You are going to see a tsunami of articles about Microsoft Office 365. Here’s my 2 penn’orth.

Ever since I became an unashamed Mac fanboi, I’ve not used any Microsoft Office productivity products. I barely use Apple’s Keynote (aka PowerPoint) and do all my document handling on line with Google Docs or a content management system. I don’t really need those applications any longer. And I predict over time you won’t either.

However, I’ve long felt that Google has been dragging its feet in developing GoogleApps. Upgrades to email are reasonably steady but not much has changed in Docs the last year or two and the spreadsheet is really only usable for simple applications.

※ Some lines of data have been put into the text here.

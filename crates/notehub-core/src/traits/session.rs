//! Session store trait for refresh token persistence and revocation.

use async_trait::async_trait;
use chrono::{DateTime, Utc};

use crate::result::AppResult;
use crate::types::UserId;

/// A live session as seen by the authentication core.
#[derive(Debug, Clone)]
pub struct SessionRecord {
    /// Subject the refresh token was issued to.
    pub user_id: UserId,
    /// When the refresh token was issued.
    pub issued_at: DateTime<Utc>,
}

/// Trait for the server-side registry of issued refresh tokens.
///
/// The raw refresh token string is the store key. A token is *live* while
/// its row exists and has not been revoked; revocation is terminal.
/// Defined here in `notehub-core` and implemented by the session
/// repository in `notehub-database`.
#[async_trait]
pub trait SessionStore: Send + Sync + 'static {
    /// Persist a newly issued refresh token for the given subject.
    async fn insert(
        &self,
        token: &str,
        user_id: UserId,
        issued_at: DateTime<Utc>,
    ) -> AppResult<()>;

    /// Look up a live session by its raw token value.
    ///
    /// Returns `None` for unknown tokens and for revoked ones; the two
    /// cases are indistinguishable to callers.
    async fn find_active(&self, token: &str) -> AppResult<Option<SessionRecord>>;

    /// Mark a live session revoked.
    ///
    /// Returns `false` when no live session matches the token, so callers
    /// can reject an invalidation that has nothing to invalidate.
    async fn revoke(&self, token: &str) -> AppResult<bool>;

    /// Delete revoked session rows retained for audit. Returns the number
    /// of rows purged.
    async fn purge_revoked(&self) -> AppResult<u64>;
}
//! Note CRUD guarded by ownership and collaboration access checks.

pub mod service;
pub mod store;

pub use service::{NoteContent, NoteService};
pub use store::NoteStore;
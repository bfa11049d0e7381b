//! Resource access control composing ownership with collaboration grants.

pub mod checker;

pub use checker::{AccessChecker, AccessDecision, AccessRole};
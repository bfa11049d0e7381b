//! User handlers — registration and lookup.

use axum::Json;
use axum::extract::{Path, State};
use axum::http::StatusCode;
use validator::Validate;

use notehub_core::types::UserId;

use crate::dto::request::RegisterRequest;
use crate::dto::response::{ApiResponse, UserResponse};
use crate::error::ApiError;
use crate::state::AppState;

/// POST /api/users
pub async fn register(
    State(state): State<AppState>,
    Json(req): Json<RegisterRequest>,
) -> Result<(StatusCode, Json<ApiResponse<UserResponse>>), ApiError> {
    req.validate()?;

    let user = state
        .user_service
        .register(&req.username, &req.fullname, &req.password)
        .await?;

    Ok((
        StatusCode::CREATED,
        Json(ApiResponse::ok(UserResponse::from(user))),
    ))
}

/// GET /api/users/{id}
pub async fn get_user(
    State(state): State<AppState>,
    Path(user_id): Path<UserId>,
) -> Result<Json<ApiResponse<UserResponse>>, ApiError> {
    let user = state.user_service.get_user(user_id).await?;

    Ok(Json(ApiResponse::ok(UserResponse::from(user))))
}
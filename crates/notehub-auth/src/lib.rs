//! # notehub-auth
//!
//! Authentication, token management, session lifecycle, and resource
//! access control for NoteHub.
//!
//! ## Modules
//!
//! - `jwt` — JWT token creation and verification for the access and
//!   refresh token families
//! - `password` — Argon2id password hashing and strength policy
//! - `credentials` — username/password verification against the
//!   credential store
//! - `session` — session lifecycle orchestration (login, refresh, logout)
//! - `access` — owner-or-collaborator access decisions for notes

pub mod access;
pub mod credentials;
pub mod jwt;
pub mod password;
pub mod session;

pub use access::{AccessChecker, AccessDecision, AccessRole};
pub use credentials::CredentialVerifier;
pub use jwt::{Claims, JwtDecoder, JwtEncoder, TokenError, TokenKind, TokenPair};
pub use password::{PasswordHasher, PasswordValidator};
pub use session::SessionManager;
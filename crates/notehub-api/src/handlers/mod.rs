//! HTTP request handlers.

pub mod auth;
pub mod collaborations;
pub mod health;
pub mod notes;
pub mod users;
//! Route table for the NoteHub HTTP API.
//!
//! Endpoints are grouped per domain, mounted under `/api`, and share
//! one middleware stack: body limit, compression, tracing, CORS, and
//! request logging.

use axum::http::{HeaderName, HeaderValue, Method};
use axum::{
    Router,
    extract::DefaultBodyLimit,
    middleware as axum_middleware,
    routing::{delete, get, post, put},
};
use tower_http::compression::CompressionLayer;
use tower_http::cors::{Any, CorsLayer};
use tower_http::trace::TraceLayer;

use notehub_core::config::app::CorsConfig;

use crate::handlers;
use crate::middleware;
use crate::state::AppState;

/// Assemble the application router around the given state.
pub fn build_router(state: AppState) -> Router {
    let api_routes = Router::new()
        .merge(auth_routes())
        .merge(user_routes())
        .merge(note_routes())
        .merge(collaboration_routes())
        .merge(health_routes());

    let max_body = state.config.server.max_body_bytes;
    let cors = build_cors_layer(&state.config.server.cors);

    Router::new()
        .nest("/api", api_routes)
        .layer(DefaultBodyLimit::max(max_body))
        .layer(CompressionLayer::new())
        .layer(TraceLayer::new_for_http())
        .layer(cors)
        .layer(axum_middleware::from_fn(middleware::request_logging))
        .with_state(state)
}

/// Authentication endpoints: login, refresh, logout
fn auth_routes() -> Router<AppState> {
    Router::new()
        .route("/authentications", post(handlers::auth::login))
        .route("/authentications", put(handlers::auth::refresh))
        .route("/authentications", delete(handlers::auth::logout))
}

/// User registration and lookup
fn user_routes() -> Router<AppState> {
    Router::new()
        .route("/users", post(handlers::users::register))
        .route("/users/{id}", get(handlers::users::get_user))
}

/// Note CRUD
fn note_routes() -> Router<AppState> {
    Router::new()
        .route("/notes", post(handlers::notes::create_note))
        .route("/notes", get(handlers::notes::list_notes))
        .route("/notes/{id}", get(handlers::notes::get_note))
        .route("/notes/{id}", put(handlers::notes::update_note))
        .route("/notes/{id}", delete(handlers::notes::delete_note))
}

/// Collaboration grant and revoke
fn collaboration_routes() -> Router<AppState> {
    Router::new()
        .route(
            "/collaborations",
            post(handlers::collaborations::add_collaborator),
        )
        .route(
            "/collaborations",
            delete(handlers::collaborations::remove_collaborator),
        )
}

/// Health check endpoints (no auth required)
fn health_routes() -> Router<AppState> {
    Router::new().route("/health", get(handlers::health::health))
}

/// Translate the CORS section of the configuration into a tower layer.
///
/// A literal `"*"` entry switches origins or headers to allow-any;
/// entries that fail to parse are skipped rather than aborting startup.
fn build_cors_layer(config: &CorsConfig) -> CorsLayer {
    let mut cors = CorsLayer::new();

    cors = if config.allowed_origins.iter().any(|o| o == "*") {
        cors.allow_origin(Any)
    } else {
        let origins: Vec<HeaderValue> = config
            .allowed_origins
            .iter()
            .filter_map(|o| o.parse().ok())
            .collect();
        cors.allow_origin(origins)
    };

    let methods: Vec<Method> = config
        .allowed_methods
        .iter()
        .filter_map(|m| m.parse().ok())
        .collect();
    cors = cors.allow_methods(methods);

    cors = if config.allowed_headers.iter().any(|h| h == "*") {
        cors.allow_headers(Any)
    } else {
        let headers: Vec<HeaderName> = config
            .allowed_headers
            .iter()
            .filter_map(|h| h.parse().ok())
            .collect();
        cors.allow_headers(headers)
    };

    cors.max_age(std::time::Duration::from_secs(config.max_age_seconds))
}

I could have gone to Zoho for some solutions but despite all my moans about the way Google plays fast and loose with our privacy, I still prefer to stay with it.

Earlier today, Microsoft launched Office 365 and so I gave it a go. At first I got horribly confused, assuming I’d need desktop applications to get very far with it. That got me some pretty choice comments like this one:

@dahowlett you didnt see the GIANT word home at the top? I guess there is a reason why you’re using a Mac…

Turns out I was wrong, well sort of, but the user interface is so confusing – to me – that I could not initially find the web apps. When I finally figured it out I was disappointed:

I really want to like Office 365. I really want a system that beats Google Apps and upstages the coolness of the not as functionally rich Apple offerings. Microsoft has it in its power to do that. Unfortunately, Microsoft has dropped the ball big time on this because for me, it does neither.

Mary Jo Foley, who knows more about Microsoft than any human being in my network surprised me when she said that:

Office 365 is not Office in the cloud, even though it does include Office Web Apps, the Webified versions of Word, Excel, PowerPoint and OneNote. Office 365 is a Microsoft-hosted suite of Exchange Online, SharePoint Online and Lync Online — plus an optional subscription-based version of Office 2010 Professional Plus that runs locally on PCs. The Microsoft-hosted versions of these cloud apps offer subsets of their on-premises server counterparts (Exchange, SharePoint and Lync servers), in terms of features and functionality.

Oh – well that’s clear then. Especially as earlier she had said:

June 28 is the launch of Microsoft’s Office 365, its Google Apps competitor and successor to Microsoft’s own Business Productivity Online Suite (BPOS) hosted app suite…

It’s not a 100 percent cloud-based sales pitch, but many users I talk to prefer the hybrid approach to no software at all.

Hang on – Google Apps IS cloud based so how does a sort of cloud based suite compete? By sort of being cloud based it seems. Anyway – I still think it’s a dud. Look how it muffed my GMail import. (see image above) But then others who look at this topic from a more enterprisey perspective think Microsoft is onto something. They may yet prove to be correct but until Microsoft provides something that is compelling to users, all the infrastructure arguments in the world wont get them to use the applications.